Saved data entries
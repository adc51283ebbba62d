use super::ffprobe_info::get_video_info;
use crate::error::TrimError;
use anyhow::{Context, Result, anyhow};
use log::{debug, warn};
use std::io::{BufReader, ErrorKind, Read};
use std::path::{Path, PathBuf};
use std::process::{Child, ChildStdout, Command, Stdio};

/// 送進感知雜湊前的畫面邊長
pub const HASH_INPUT_SIZE: u32 = 32;

/// 已解碼的灰階畫面
#[derive(Debug, Clone)]
pub struct Frame {
    pub timestamp_ms: u64,
    pub width: u32,
    pub height: u32,
    pub pixels: Vec<u8>,
}

/// 依時間戳嚴格遞增輸出畫面
pub trait FrameSource {
    /// `Ok(None)` 表示串流結束
    fn next_frame(&mut self) -> Result<Option<Frame>>;

    fn duration_ms(&self) -> Option<u64> {
        None
    }
}

pub trait FrameDecoder {
    fn open(&self, path: &Path) -> Result<Box<dyn FrameSource>>;
}

/// 透過 ffmpeg 將影片解碼成固定大小的灰階原始畫面
#[derive(Debug, Clone, Copy, Default)]
pub struct FfmpegDecoder;

impl FrameDecoder for FfmpegDecoder {
    fn open(&self, path: &Path) -> Result<Box<dyn FrameSource>> {
        Ok(Box::new(FfmpegFrameSource::spawn(path)?))
    }
}

pub struct FfmpegFrameSource {
    path: PathBuf,
    child: Child,
    reader: BufReader<ChildStdout>,
    frame_rate: f64,
    duration_ms: Option<u64>,
    frame_index: u64,
    finished: bool,
}

impl FfmpegFrameSource {
    pub fn spawn(path: &Path) -> Result<Self> {
        let info = get_video_info(path).map_err(|e| TrimError::DecodeFailure {
            path: path.to_path_buf(),
            reason: format!("{e:#}"),
        })?;

        // fps 濾鏡強制輸出固定幀率，時間戳即可由幀序號推得
        let filter = format!(
            "fps={},scale={HASH_INPUT_SIZE}:{HASH_INPUT_SIZE}:flags=area,format=gray",
            info.frame_rate_expr
        );

        let mut child = Command::new("ffmpeg")
            .args(["-hide_banner", "-nostdin", "-loglevel", "error", "-i"])
            .arg(path)
            .args(["-an", "-sn", "-dn", "-vf", &filter])
            .args(["-f", "rawvideo", "-pix_fmt", "gray", "pipe:1"])
            .stdin(Stdio::null())
            .stdout(Stdio::piped())
            .stderr(Stdio::null())
            .spawn()
            .with_context(|| format!("無法執行 ffmpeg 解碼: {}", path.display()))?;

        let stdout = child
            .stdout
            .take()
            .ok_or_else(|| anyhow!("無法取得 ffmpeg 輸出: {}", path.display()))?;

        debug!(
            "開始解碼: {} (幀率 {}, 長度 {:?}s)",
            path.display(),
            info.frame_rate_expr,
            info.duration_seconds
        );

        Ok(Self {
            path: path.to_path_buf(),
            child,
            reader: BufReader::new(stdout),
            frame_rate: info.frame_rate,
            duration_ms: info.duration_seconds.map(|s| (s * 1000.0).round() as u64),
            frame_index: 0,
            finished: false,
        })
    }

    fn timestamp_of(&self, index: u64) -> u64 {
        (index as f64 * 1000.0 / self.frame_rate).floor() as u64
    }

    fn finish(&mut self) -> Result<()> {
        self.finished = true;
        let status = self
            .child
            .wait()
            .with_context(|| format!("等待 ffmpeg 結束失敗: {}", self.path.display()))?;

        if !status.success() {
            return Err(TrimError::DecodeFailure {
                path: self.path.clone(),
                reason: format!("ffmpeg 結束狀態 {status}"),
            }
            .into());
        }
        Ok(())
    }
}

impl FrameSource for FfmpegFrameSource {
    fn next_frame(&mut self) -> Result<Option<Frame>> {
        if self.finished {
            return Ok(None);
        }

        let frame_len = (HASH_INPUT_SIZE * HASH_INPUT_SIZE) as usize;
        let mut pixels = vec![0u8; frame_len];

        match self.reader.read_exact(&mut pixels) {
            Ok(()) => {}
            Err(e) if e.kind() == ErrorKind::UnexpectedEof => {
                self.finish()?;
                return Ok(None);
            }
            Err(e) => {
                return Err(e)
                    .with_context(|| format!("讀取 ffmpeg 輸出失敗: {}", self.path.display()));
            }
        }

        let timestamp_ms = self.timestamp_of(self.frame_index);
        self.frame_index += 1;

        Ok(Some(Frame {
            timestamp_ms,
            width: HASH_INPUT_SIZE,
            height: HASH_INPUT_SIZE,
            pixels,
        }))
    }

    fn duration_ms(&self) -> Option<u64> {
        self.duration_ms
    }
}

impl Drop for FfmpegFrameSource {
    fn drop(&mut self) {
        if self.finished {
            return;
        }
        // 提早停止掃描時 ffmpeg 仍在輸出，直接終止並回收
        if let Err(e) = self.child.kill() {
            warn!("無法終止 ffmpeg: {e}");
        }
        let _ = self.child.wait();
    }
}

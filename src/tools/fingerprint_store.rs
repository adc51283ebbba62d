use super::similarity::{Fingerprint, FingerprintSet};
use anyhow::{Context, Result};
use std::fs::{self, File, OpenOptions};
use std::io::{BufRead, BufReader, BufWriter, Write};
use std::path::{Path, PathBuf};

/// 特徵資料庫：純文字，每行一個十進位特徵值，無標頭、無順序
///
/// 單一程序、循序存取，不做任何鎖定
#[derive(Debug, Clone)]
pub struct FingerprintStore {
    path: PathBuf,
}

impl FingerprintStore {
    #[must_use]
    pub fn new(path: &Path) -> Self {
        Self {
            path: path.to_path_buf(),
        }
    }

    #[must_use]
    pub fn path(&self) -> &Path {
        &self.path
    }

    #[must_use]
    pub fn exists(&self) -> bool {
        self.path.is_file()
    }

    /// 檔案不存在時回傳空集合（首次執行）
    pub fn load(&self) -> Result<FingerprintSet> {
        if !self.path.exists() {
            return Ok(FingerprintSet::new());
        }

        let file = File::open(&self.path)
            .with_context(|| format!("無法讀取特徵資料庫: {}", self.path.display()))?;

        let mut set = FingerprintSet::new();
        for (index, line) in BufReader::new(file).lines().enumerate() {
            let line = line
                .with_context(|| format!("讀取特徵資料庫失敗: {}", self.path.display()))?;
            if line.trim().is_empty() {
                continue;
            }

            let fingerprint: Fingerprint = line.parse().with_context(|| {
                format!(
                    "無法解析特徵資料庫 {} 第 {} 行: {line}",
                    self.path.display(),
                    index + 1
                )
            })?;
            set.insert(fingerprint);
        }

        Ok(set)
    }

    pub fn append(&self, fingerprint: Fingerprint) -> Result<()> {
        let mut file = OpenOptions::new()
            .create(true)
            .append(true)
            .open(&self.path)
            .with_context(|| format!("無法開啟特徵資料庫: {}", self.path.display()))?;

        writeln!(file, "{fingerprint}")
            .with_context(|| format!("無法寫入特徵資料庫: {}", self.path.display()))
    }

    /// 清空後重寫整個集合
    pub fn rewrite_all(&self, set: &FingerprintSet) -> Result<()> {
        if let Some(parent) = self.path.parent().filter(|p| !p.as_os_str().is_empty()) {
            fs::create_dir_all(parent)
                .with_context(|| format!("無法建立目錄: {}", parent.display()))?;
        }

        let file = File::create(&self.path)
            .with_context(|| format!("無法建立特徵資料庫: {}", self.path.display()))?;
        let mut writer = BufWriter::new(file);

        for fingerprint in set.iter() {
            writeln!(writer, "{fingerprint}")?;
        }

        writer
            .flush()
            .with_context(|| format!("無法寫入特徵資料庫: {}", self.path.display()))
    }
}
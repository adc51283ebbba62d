use anyhow::{Context, Result, anyhow, bail};
use serde::Deserialize;
use std::path::Path;
use std::process::Command;

const FALLBACK_FRAME_RATE: &str = "30/1";

#[derive(Debug, Clone)]
pub struct VideoInfo {
    pub duration_seconds: Option<f64>,
    /// ffprobe 回報的原始幀率字串（例如 "30000/1001"），可直接交給 fps 濾鏡
    pub frame_rate_expr: String,
    pub frame_rate: f64,
}

#[derive(Deserialize)]
struct FfprobeOutput {
    format: Option<FormatInfo>,
    streams: Option<Vec<StreamInfo>>,
}

#[derive(Deserialize)]
struct FormatInfo {
    duration: Option<String>,
}

#[derive(Deserialize)]
struct StreamInfo {
    codec_type: Option<String>,
    avg_frame_rate: Option<String>,
    r_frame_rate: Option<String>,
    duration: Option<String>,
}

/// 使用 ffprobe 取得影片長度與幀率
pub fn get_video_info(path: &Path) -> Result<VideoInfo> {
    let output = Command::new("ffprobe")
        .args([
            "-v",
            "quiet",
            "-print_format",
            "json",
            "-show_format",
            "-show_streams",
            "-select_streams",
            "v:0",
        ])
        .arg(path)
        .output()
        .with_context(|| format!("無法執行 ffprobe: {}", path.display()))?;

    if !output.status.success() {
        let stderr = String::from_utf8_lossy(&output.stderr);
        bail!("ffprobe 執行失敗: {stderr}");
    }

    let stdout = String::from_utf8_lossy(&output.stdout);
    parse_ffprobe_output(&stdout).with_context(|| format!("無法解析影片資訊: {}", path.display()))
}

fn parse_ffprobe_output(json: &str) -> Result<VideoInfo> {
    let probe: FfprobeOutput = serde_json::from_str(json).context("無法解析 ffprobe 輸出")?;

    let video_stream = probe
        .streams
        .as_ref()
        .and_then(|streams| {
            streams
                .iter()
                .find(|s| s.codec_type.as_deref() == Some("video"))
        })
        .ok_or_else(|| anyhow!("找不到視訊串流"))?;

    let duration_seconds = probe
        .format
        .as_ref()
        .and_then(|f| f.duration.as_ref())
        .or(video_stream.duration.as_ref())
        .and_then(|d| d.parse::<f64>().ok());

    // avg_frame_rate 較能反映實際播放速率，"0/0" 時改用 r_frame_rate
    let (frame_rate_expr, frame_rate) = [&video_stream.avg_frame_rate, &video_stream.r_frame_rate]
        .into_iter()
        .flatten()
        .find_map(|raw| parse_frame_rate(raw).map(|rate| (raw.clone(), rate)))
        .unwrap_or_else(|| (FALLBACK_FRAME_RATE.to_string(), 30.0));

    Ok(VideoInfo {
        duration_seconds,
        frame_rate_expr,
        frame_rate,
    })
}

/// 解析幀率字串（例如 "30/1" 或 "30000/1001"）
fn parse_frame_rate(rate: &str) -> Option<f64> {
    let value = if let Some((num_str, den_str)) = rate.split_once('/') {
        let num: f64 = num_str.parse().ok()?;
        let den: f64 = den_str.parse().ok()?;
        if den <= 0.0 {
            return None;
        }
        num / den
    } else {
        rate.parse().ok()?
    };

    (value > 0.0).then_some(value)
}
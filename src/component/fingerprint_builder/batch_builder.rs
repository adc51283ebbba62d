use crate::signal::CancellationToken;
use crate::tools::{FingerprintSet, FrameDecoder, FrameHasher};
use anyhow::Result;
use indicatif::{ProgressBar, ProgressStyle};
use log::{error, info};
use std::path::{Path, PathBuf};

#[derive(Debug, Clone, Copy, Default, PartialEq, Eq)]
pub struct BuildReport {
    pub files_processed: usize,
    pub files_failed: usize,
    pub frames_read: u64,
    /// 新加入集合的特徵值數量
    pub added: usize,
    pub cancelled: bool,
}

/// 逐幀解碼樣本影片，把沒見過的特徵值併入集合
pub struct BatchFingerprintBuilder<'a> {
    decoder: &'a dyn FrameDecoder,
    hasher: &'a dyn FrameHasher,
    cancel: &'a CancellationToken,
}

impl<'a> BatchFingerprintBuilder<'a> {
    pub const fn new(
        decoder: &'a dyn FrameDecoder,
        hasher: &'a dyn FrameHasher,
        cancel: &'a CancellationToken,
    ) -> Self {
        Self {
            decoder,
            hasher,
            cancel,
        }
    }

    /// `bound_ms` 為 `None` 時解碼整部影片
    pub fn build(
        &self,
        set: &mut FingerprintSet,
        files: &[PathBuf],
        bound_ms: Option<u64>,
    ) -> BuildReport {
        let mut report = BuildReport::default();

        for file in files {
            if self.cancel.is_cancelled() {
                info!("收到中斷信號，不再處理新檔案");
                report.cancelled = true;
                break;
            }

            info!("分析檔案: {}", file.display());
            match self.fold_file(set, file, bound_ms, &mut report) {
                Ok(fresh) => {
                    info!("新增 {} 個特徵值", fresh.len());
                    report.added += fresh.len();
                    set.extend(fresh.iter());
                    // 中途取消的檔案只保留已收集的特徵值，不計入完成數
                    if !report.cancelled {
                        report.files_processed += 1;
                    }
                }
                Err(e) => {
                    error!("處理檔案失敗 {}: {e:#}", file.display());
                    report.files_failed += 1;
                }
            }

            if report.cancelled {
                break;
            }
        }

        report
    }

    /// 回傳此檔案新發現的特徵值，成功讀完才併入資料庫
    fn fold_file(
        &self,
        known: &FingerprintSet,
        file: &Path,
        bound_ms: Option<u64>,
        report: &mut BuildReport,
    ) -> Result<FingerprintSet> {
        let mut source = self.decoder.open(file)?;
        let progress = progress_bar(bound_ms.or(source.duration_ms()));

        let mut fresh = FingerprintSet::new();
        let mut frame_count = 0u64;
        while let Some(frame) = source.next_frame()? {
            if self.cancel.is_cancelled() {
                info!("收到中斷信號，停止解碼: {}", file.display());
                report.cancelled = true;
                break;
            }

            let ms = frame.timestamp_ms;
            if bound_ms.is_some_and(|bound| ms > bound) {
                break;
            }

            frame_count += 1;
            report.frames_read += 1;
            progress.set_position(ms);

            let fingerprint = self.hasher.fingerprint(&frame)?;
            if !known.contains(fingerprint) && fresh.insert(fingerprint) {
                progress.suspend(|| {
                    info!(
                        "資料庫大小: {} 畫面: {frame_count} 特徵值: {fingerprint} 於 {ms} ms",
                        known.len() + fresh.len()
                    );
                });
            }
        }

        progress.finish_and_clear();
        Ok(fresh)
    }
}

fn progress_bar(length_ms: Option<u64>) -> ProgressBar {
    let Some(length_ms) = length_ms else {
        return ProgressBar::hidden();
    };

    let progress = ProgressBar::new(length_ms);
    if let Ok(style) = ProgressStyle::with_template("{bar:40.cyan/blue} {pos}/{len} ms {msg}") {
        progress.set_style(style);
    }
    progress
}
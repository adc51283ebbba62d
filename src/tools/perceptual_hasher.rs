use super::frame_source::{Frame, HASH_INPUT_SIZE};
use super::similarity::Fingerprint;
use anyhow::{Result, bail};
use rustdct::{Dct2, DctPlanner, TransformType2And3};
use std::sync::Arc;

const SIZE: usize = HASH_INPUT_SIZE as usize;
/// 只取低頻區塊 8x8
const BLOCK: usize = 8;

pub trait FrameHasher {
    fn fingerprint(&self, frame: &Frame) -> Result<Fingerprint>;
}

/// DCT 感知雜湊 (pHash)
///
/// 32x32 灰階 → 二維正規化 DCT-II → 左上 8x8 係數 → 大於平均值者設為 1，
/// 以 8 bytes big-endian 的方式排列成 64 位元整數
pub struct DctHasher {
    dct: Arc<dyn TransformType2And3<f32>>,
}

impl DctHasher {
    #[must_use]
    pub fn new() -> Self {
        let mut planner = DctPlanner::new();
        Self {
            dct: planner.plan_dct2(SIZE),
        }
    }

    /// 以區塊平均縮放到 32x32
    fn resample(frame: &Frame) -> Result<Vec<f32>> {
        let width = frame.width as usize;
        let height = frame.height as usize;
        if width == 0 || height == 0 || frame.pixels.len() < width * height {
            bail!(
                "畫面資料不完整: {}x{}，共 {} bytes",
                frame.width,
                frame.height,
                frame.pixels.len()
            );
        }

        if width == SIZE && height == SIZE {
            return Ok(frame.pixels[..SIZE * SIZE].iter().map(|&p| f32::from(p)).collect());
        }

        let mut samples = vec![0f32; SIZE * SIZE];
        for oy in 0..SIZE {
            let y_start = oy * height / SIZE;
            let y_end = ((oy + 1) * height / SIZE).max(y_start + 1).min(height);
            for ox in 0..SIZE {
                let x_start = ox * width / SIZE;
                let x_end = ((ox + 1) * width / SIZE).max(x_start + 1).min(width);

                let mut sum = 0u32;
                let mut count = 0u32;
                for py in y_start..y_end {
                    let row = &frame.pixels[py * width..(py + 1) * width];
                    for &pixel in &row[x_start..x_end] {
                        sum += u32::from(pixel);
                        count += 1;
                    }
                }
                samples[oy * SIZE + ox] = sum as f32 / count.max(1) as f32;
            }
        }
        Ok(samples)
    }

    /// 每列做一次 DCT 後轉置，做兩次即為二維 DCT
    fn dct_2d(&self, samples: &mut [f32]) {
        let mut transposed = vec![0f32; SIZE * SIZE];
        for _ in 0..2 {
            for row in samples.chunks_exact_mut(SIZE) {
                self.dct.process_dct2(row);
                normalize(row);
            }
            for y in 0..SIZE {
                for x in 0..SIZE {
                    transposed[x * SIZE + y] = samples[y * SIZE + x];
                }
            }
            samples.copy_from_slice(&transposed);
        }
    }
}

impl Default for DctHasher {
    fn default() -> Self {
        Self::new()
    }
}

/// rustdct 的 DCT-II 未正規化，換算成正交版本
fn normalize(row: &mut [f32]) {
    let scale = (2.0 / SIZE as f32).sqrt();
    for value in row.iter_mut() {
        *value *= scale;
    }
    row[0] *= std::f32::consts::FRAC_1_SQRT_2;
}

impl FrameHasher for DctHasher {
    fn fingerprint(&self, frame: &Frame) -> Result<Fingerprint> {
        let mut samples = Self::resample(frame)?;
        self.dct_2d(&mut samples);

        let block: Vec<f32> = (0..BLOCK)
            .flat_map(|v| samples[v * SIZE..v * SIZE + BLOCK].iter().copied())
            .collect();
        let mean = block.iter().sum::<f32>() / block.len() as f32;

        let mut hash = 0u64;
        for (k, &coefficient) in block.iter().enumerate() {
            if coefficient > mean {
                let byte = k / 8;
                let bit = k % 8;
                hash |= 1 << ((7 - byte) * 8 + bit);
            }
        }

        Ok(Fingerprint(hash))
    }
}

#[cfg(test)]
mod tests {
    use super::*;

    fn frame(width: u32, height: u32, pixel: impl Fn(u32, u32) -> u8) -> Frame {
        let pixels = (0..height)
            .flat_map(|y| (0..width).map(move |x| (x, y)))
            .map(|(x, y)| pixel(x, y))
            .collect();
        Frame {
            timestamp_ms: 0,
            width,
            height,
            pixels,
        }
    }

    #[test]
    fn test_black_frame_hashes_to_zero() {
        let hasher = DctHasher::new();
        let hash = hasher.fingerprint(&frame(32, 32, |_, _| 0)).unwrap();
        assert_eq!(hash, Fingerprint(0));
    }

    #[test]
    fn test_uniform_frame_sets_only_dc_bit() {
        let hasher = DctHasher::new();
        let hash = hasher.fingerprint(&frame(32, 32, |_, _| 128)).unwrap();
        assert_eq!(hash, Fingerprint(1 << 56));
    }

    #[test]
    fn test_resampled_frame_matches_native_size() {
        let hasher = DctHasher::new();
        let native = hasher
            .fingerprint(&frame(32, 32, |x, _| if x < 16 { 20 } else { 220 }))
            .unwrap();
        let larger = hasher
            .fingerprint(&frame(64, 64, |x, _| if x < 32 { 20 } else { 220 }))
            .unwrap();
        assert_eq!(native, larger);
    }

    #[test]
    fn test_different_content_different_hash() {
        let hasher = DctHasher::new();
        let left_dark = hasher
            .fingerprint(&frame(32, 32, |x, _| if x < 16 { 20 } else { 220 }))
            .unwrap();
        let top_dark = hasher
            .fingerprint(&frame(32, 32, |_, y| if y < 16 { 20 } else { 220 }))
            .unwrap();
        assert_ne!(left_dark, top_dark);
    }

    #[test]
    fn test_truncated_frame_is_error() {
        let hasher = DctHasher::new();
        let mut broken = frame(32, 32, |_, _| 0);
        broken.pixels.truncate(10);
        assert!(hasher.fingerprint(&broken).is_err());
    }
}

YOUR INSTRUCTIONS: All that should appear in the response is the run of lines from the first line of the entries through the line containing "pub const HASH_INPUT_SIZE: u32 = 32;", copied exactly.

COMPLETED EXERCISE:
repository adc51283ebbba62d
use super::ffprobe_info::get_video_info;
use crate::error::TrimError;
use anyhow::{Context, Result, anyhow};
use log::{debug, warn};
use std::io::{BufReader, ErrorKind, Read};
use std::path::{Path, PathBuf};
use std::process::{Child, ChildStdout, Command, Stdio};

/// 送進感知雜湊前的畫面邊長
pub const HASH_INPUT_SIZE: u32 = 32;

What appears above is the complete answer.